Славянская Масленица. Соление молодых, катание на прялках и балаганы под горами - Надежда Рычкова
В наше время в школах Республики Алтай и ее столицы Горно-Алтайска тоже отмечают Масленицу — там этот праздник чередуется с празднованием Чага-байрам (Нового года по алтайскому лунно-солнечному календарю) и устраивается один раз в два года. Во время алтайской Масленицы пекут блины, сжигают чучело и много внимания уделяют спортивным состязаниям — то есть мероприятие в целом проходит по общеизвестному массовому сценарию. Но любопытно, что при этом алтайцы наряжаются своими этническими соседями — русскими, надевая стилизованные кокошники.
Корабль с ряжеными
В сибирских деревнях Канского и Минусинского уездов в последние дни праздника ряженые катались по деревням в санях и возили столб с прикрепленным наверху колесом, у перекладины сажали сопровождавшего — мужчину или женщину; на санных полозьях устраивали деревянную конструкцию-лодку с ряжеными и гребцами. Госпожу Масленицу могла изображать и женщина, садившаяся в короб с прялкой и в таком виде разъезжавшая по улицам.

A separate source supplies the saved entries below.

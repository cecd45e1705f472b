//! Key, signature and digest plumbing for VeriBlock transactions.
//!
//! Keys and signatures are accepted in every form the chain tooling passes
//! around.  Keys are normalized once on the way in, public keys to their
//! 88-byte ASN.1 form and private keys to 32 raw bytes.  Signatures keep the
//! exact `r` and `s` they were given, so either encoding reproduces the
//! input, and are only brought to low-S for verification.  The actual curve
//! math is secp256k1 via the `bitcoin` crate.

mod errors;
pub use errors::CryptoError;

mod hash;
pub use hash::sha256;

mod keys;
pub use keys::{
    KeyPair, PRIVATE_KEY_ASN1_PREFIX, PUBLIC_KEY_ASN1_PREFIX, PrivateKey, PublicKey, SigningKey,
};

mod signature;
pub use signature::{Signature, sign, verify};

mod export;
pub use export::{EXPORT_TAG, export_private_key, import_private_key};
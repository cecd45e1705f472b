use crate::CodecError;
use crate::varlen::{self, VarLenInt};

/// Max length expressible by a single-byte length prefix.
pub const MAX_SHORT_LEN: usize = u8::MAX as usize;

/// Generic codec trait for types that go between bytes in the VeriBlock wire
/// format.
pub trait Codec: Sized {
    /// Decodes self from a decoder.
    fn decode(dec: &mut impl Decoder) -> Result<Self, CodecError>;

    /// Encodes self into an encoder.
    fn encode(&self, enc: &mut impl Encoder) -> Result<(), CodecError>;
}

/// Generic decoder trait that reads inputs.
///
/// Implementations must leave their cursor untouched when a read fails.  The
/// provided compound reads rely on this, checking their full extent with
/// [`Decoder::peek_buf`] and [`Decoder::remaining`] before consuming anything.
pub trait Decoder {
    /// Reads a variable-size buf.  This does NOT include length tagging.
    fn read_buf(&mut self, into: &mut [u8]) -> Result<(), CodecError>;

    /// Reads a fixed size buf.  This does NOT include length tagging.
    fn read_arr<const N: usize>(&mut self) -> Result<[u8; N], CodecError>;

    /// Copies out the next `into.len()` bytes without consuming them.
    fn peek_buf(&self, into: &mut [u8]) -> Result<(), CodecError>;

    /// Returns the number of bytes left to read.
    fn remaining(&self) -> usize;

    /// Copies out the next `N` bytes without consuming them.
    fn peek_arr<const N: usize>(&self) -> Result<[u8; N], CodecError> {
        let mut buf = [0; N];
        self.peek_buf(&mut buf)?;
        Ok(buf)
    }

    /// Reads one byte.
    fn read_u8(&mut self) -> Result<u8, CodecError> {
        let [b] = self.read_arr::<1>()?;
        Ok(b)
    }

    /// Reads a little-endian signed 16-bit integer.
    fn read_i16_le(&mut self) -> Result<i16, CodecError> {
        self.read_arr().map(i16::from_le_bytes)
    }

    /// Reads a little-endian unsigned 16-bit integer.
    fn read_u16_le(&mut self) -> Result<u16, CodecError> {
        self.read_arr().map(u16::from_le_bytes)
    }

    /// Reads the next `n` bytes.
    fn read_bytes(&mut self, n: usize) -> Result<Vec<u8>, CodecError> {
        if n > self.remaining() {
            return Err(CodecError::underflow(n, self.remaining()));
        }

        let mut buf = vec![0; n];
        self.read_buf(&mut buf)?;
        Ok(buf)
    }

    /// Reads one length byte, then that many bytes.
    fn read_length_prefixed(&mut self) -> Result<Vec<u8>, CodecError> {
        let [len] = self.peek_arr::<1>()?;
        let total = 1 + len as usize;
        if total > self.remaining() {
            return Err(CodecError::underflow(total, self.remaining()));
        }

        self.read_u8()?;
        self.read_bytes(len as usize)
    }

    /// Reads a length-prefixed minimal big-endian integer.
    fn read_var_len_int(&mut self) -> Result<VarLenInt, CodecError> {
        let [len] = self.peek_arr::<1>()?;
        varlen::check_int_len(len)?;

        let total = 1 + len as usize;
        if total > self.remaining() {
            return Err(CodecError::underflow(total, self.remaining()));
        }

        let bytes = self.read_length_prefixed()?;
        Ok(VarLenInt::new(varlen::untrim(&bytes)))
    }

    /// Reads a var-len value: a size-of-size byte, the trimmed big-endian
    /// size, then the content.  Sizes over `max` are rejected.
    fn read_var_len_buffer(&mut self, max: usize) -> Result<Vec<u8>, CodecError> {
        let [size_len] = self.peek_arr::<1>()?;
        if size_len == 0 || size_len as usize > varlen::MAX_SIZE_BYTES {
            return Err(CodecError::MalformedInteger(size_len));
        }

        let header_len = 1 + size_len as usize;
        let mut header = [0; 1 + varlen::MAX_SIZE_BYTES];
        self.peek_buf(&mut header[..header_len])?;

        let size = varlen::untrim(&header[1..header_len]) as usize;
        if size > max {
            return Err(CodecError::MalformedLength { size, max });
        }

        if header_len + size > self.remaining() {
            return Err(CodecError::underflow(header_len + size, self.remaining()));
        }

        self.read_bytes(header_len)?;
        self.read_bytes(size)
    }
}

/// Generic encoder trait that writes outputs.
pub trait Encoder {
    /// Writes a buf.  This does NOT include length tagging.
    fn write_buf(&mut self, buf: &[u8]) -> Result<(), CodecError>;

    /// Writes one byte.
    fn write_u8(&mut self, v: u8) -> Result<(), CodecError> {
        self.write_buf(&[v])
    }

    /// Writes a little-endian signed 16-bit integer.
    fn write_i16_le(&mut self, v: i16) -> Result<(), CodecError> {
        self.write_buf(&v.to_le_bytes())
    }

    /// Writes a little-endian unsigned 16-bit integer.
    fn write_u16_le(&mut self, v: u16) -> Result<(), CodecError> {
        self.write_buf(&v.to_le_bytes())
    }

    /// Writes a single length byte, then the buf.
    fn write_length_prefixed(&mut self, buf: &[u8]) -> Result<(), CodecError> {
        if buf.len() > MAX_SHORT_LEN {
            return Err(CodecError::FieldTooLong {
                len: buf.len(),
                max: MAX_SHORT_LEN,
            });
        }

        self.write_u8(buf.len() as u8)?;
        self.write_buf(buf)
    }

    /// Writes a length-prefixed minimal big-endian integer.
    fn write_var_len_int(&mut self, v: VarLenInt) -> Result<(), CodecError> {
        self.write_length_prefixed(&varlen::trim(v.inner()))
    }

    /// Writes a var-len value, the mirror of [`Decoder::read_var_len_buffer`].
    fn write_var_len_buffer(&mut self, buf: &[u8]) -> Result<(), CodecError> {
        if buf.len() > varlen::MAX_VAR_LEN_SIZE {
            return Err(CodecError::FieldTooLong {
                len: buf.len(),
                max: varlen::MAX_VAR_LEN_SIZE,
            });
        }

        self.write_length_prefixed(&varlen::trim(buf.len() as u64))?;
        self.write_buf(buf)
    }
}

/// Encoding to a vec buffer.
impl Encoder for Vec<u8> {
    fn write_buf(&mut self, buf: &[u8]) -> Result<(), CodecError> {
        self.extend_from_slice(buf);
        Ok(())
    }
}

/// Impl for byte arrays.
impl<const N: usize> Codec for [u8; N] {
    fn decode(dec: &mut impl Decoder) -> Result<Self, CodecError> {
        dec.read_arr::<N>()
    }

    fn encode(&self, enc: &mut impl Encoder) -> Result<(), CodecError> {
        enc.write_buf(self)
    }
}

impl Codec for bool {
    fn decode(dec: &mut impl Decoder) -> Result<Self, CodecError> {
        match dec.peek_arr::<1>()? {
            [0] => dec.read_u8().map(|_| false),
            [1] => dec.read_u8().map(|_| true),
            [tag] => Err(CodecError::InvalidVariant { ty: "bool", tag }),
        }
    }

    fn encode(&self, enc: &mut impl Encoder) -> Result<(), CodecError> {
        enc.write_u8(if *self { 1 } else { 0 })
    }
}

/// Simple macro to wrap the fixed size int types, not much to see.
macro_rules! impl_int_codec {
    ( $ity:ident $bytes:literal ) => {
        impl Codec for $ity {
            fn decode(dec: &mut impl Decoder) -> Result<Self, CodecError> {
                let arr: [u8; $bytes] = dec.read_arr()?;
                Ok(<$ity>::from_be_bytes(arr))
            }

            fn encode(&self, enc: &mut impl Encoder) -> Result<(), CodecError> {
                enc.write_buf(&self.to_be_bytes())
            }
        }
    };
}

impl_int_codec!(u8 1);
impl_int_codec!(i8 1);
impl_int_codec!(u16 2);
impl_int_codec!(i16 2);
impl_int_codec!(u32 4);
impl_int_codec!(i32 4);
impl_int_codec!(u64 8);
impl_int_codec!(i64 8);

/// Little-endian `u32`, as used inside Bitcoin block headers.
#[derive(Copy, Clone, Debug, Default, Eq, PartialEq, Ord, PartialOrd, Hash)]
#[derive(serde::Serialize, serde::Deserialize)]
#[serde(transparent)]
pub struct LeU32(pub u32);

impl Codec for LeU32 {
    fn decode(dec: &mut impl Decoder) -> Result<Self, CodecError> {
        dec.read_arr().map(u32::from_le_bytes).map(Self)
    }

    fn encode(&self, enc: &mut impl Encoder) -> Result<(), CodecError> {
        enc.write_buf(&self.0.to_le_bytes())
    }
}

Снежная лодка на Бакшевской Маслянице, 2024 г.
Фото Н. Рычковой
В столице Сибирской губернии Красноярске забавлялись схожим образом, но с иным масштабом. Скрепив полозья сразу нескольких саней, на них ставили корабль со всеми необходимыми атрибутами: мачтой, парусами и снастями; запрягали четырех лошадей цепочкой или парами. На палубе размещались музыканты, скоморохи, столы с напитками и едой (блины готовились прямо там) и даже устраивали медвежью забаву — цыган водил на цепи дрессированного медведя и заставлял его проделывать разные фокусы.

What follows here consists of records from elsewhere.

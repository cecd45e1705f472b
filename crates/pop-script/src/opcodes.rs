//! Opcode bytes that frame proofs in a script.

/// Push with a two-byte little-endian length.
pub const OP_PUSHDATA2: u8 = 0x4d;

/// Marks the preceding payload as an ATV.
pub const OP_CHECKATV: u8 = 0xba;

/// Marks the preceding payload as a VTB.
pub const OP_CHECKVTB: u8 = 0xbb;

/// Ends the proof region.
pub const OP_CHECKPOP: u8 = 0xbc;

/// Largest payload an `OP_PUSHDATA2` can carry.
pub const MAX_PUSHDATA2_LEN: usize = u16::MAX as usize;
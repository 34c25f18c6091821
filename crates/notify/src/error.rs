// Copyright (C) 2026 Fred Clausen
// Use of this source code is governed by an MIT-style
// license that can be found in the LICENSE file or at
// https://opensource.org/licenses/MIT.

use carbid_persistence::PersistenceError;

/// Errors from notification fan-out and scheduling.
#[derive(Debug, Clone, PartialEq, Eq)]
pub enum NotifyError {
    /// The transport rejected a message for one recipient.
    DeliveryFailed {
        /// Description of the recipient.
        recipient: String,
        /// The transport's error text.
        message: String,
    },
    /// A storage operation failed.
    Persistence(PersistenceError),
}

impl std::fmt::Display for NotifyError {
    fn fmt(&self, f: &mut std::fmt::Formatter<'_>) -> std::fmt::Result {
        match self {
            Self::DeliveryFailed { recipient, message } => {
                write!(f, "delivery to {recipient} failed: {message}")
            }
            Self::Persistence(err) => write!(f, "persistence error: {err}"),
        }
    }
}

impl std::error::Error for NotifyError {}

impl From<PersistenceError> for NotifyError {
    fn from(err: PersistenceError) -> Self {
        Self::Persistence(err)
    }
}
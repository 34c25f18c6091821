// Copyright (C) 2026 Fred Clausen
// Use of this source code is governed by an MIT-style
// license that can be found in the LICENSE file or at
// https://opensource.org/licenses/MIT.

#![allow(clippy::expect_used, clippy::unwrap_used)]

mod bid_tests;
mod claim_tests;

use crate::Persistence;
use carbid_domain::{Bid, BidStatus};
use time::{Duration, OffsetDateTime};

pub fn create_test_db() -> Persistence {
    Persistence::new_in_memory().expect("in-memory database")
}

pub fn seed_company(db: &mut Persistence) -> i64 {
    db.create_company("Sewa Motors", Some(-100_200)).unwrap()
}

pub fn seed_operator(db: &mut Persistence, operator_id: i64) {
    db.ensure_operator(operator_id, "Test Operator", "operator")
        .unwrap();
}

/// Creates an open bid that entered the pool `age_secs` seconds ago.
pub fn seed_open_bid(db: &mut Persistence, company_id: i64, age_secs: i64) -> i64 {
    let mut bid: Bid = Bid::new(company_id);
    bid.status = BidStatus::Open;
    bid.opened_at = Some(OffsetDateTime::now_utc() - Duration::seconds(age_secs));
    bid.vehicle.brand = Some(String::from("Toyota"));
    bid.vehicle.model = Some(String::from("Camry"));
    db.create_bid(&bid).unwrap()
}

О происхождении слова «карнавал» исследователи окончательно не договорились. Согласно первой версии, это слово происходит от названия одного из механизмов карнавальной процессии carrus navalis — «повозки-корабля». По второй версии, итальянское carnevale происходит от позднелатинского словосочетания carne vale!, что в переводе означает «мясо, прощай!». Второй перевод напрямую связывает возникновение карнавала с масленичными гуляньями перед началом Великого поста.
Игра в царя
Ко второй половине XVII века относится известное судебное разбирательство с участниками так называемой «игры в царя» из числа крестьян Тверского уезда: местный помещик Никита Борисович Пушкин подал на Москву челобитную, в которой сообщал, что 3 марта 1666 года, в субботу Сырной недели, его крестьяне выбрали из своей среды и нарядили в перевязь и девичью лисью шапку шутовского «царя». Процессия с ряженым «царем» ходила по деревням со знаменами и барабанами, ее участники палили из ружья, а перед процессией несли варенец и привязанный к шесту сноп соломы. Государственные власти усмотрели в «игре в царя» отголоски Смуты и покарали ее участников: нескольким отрубили пальцы и сослали в Сибирь.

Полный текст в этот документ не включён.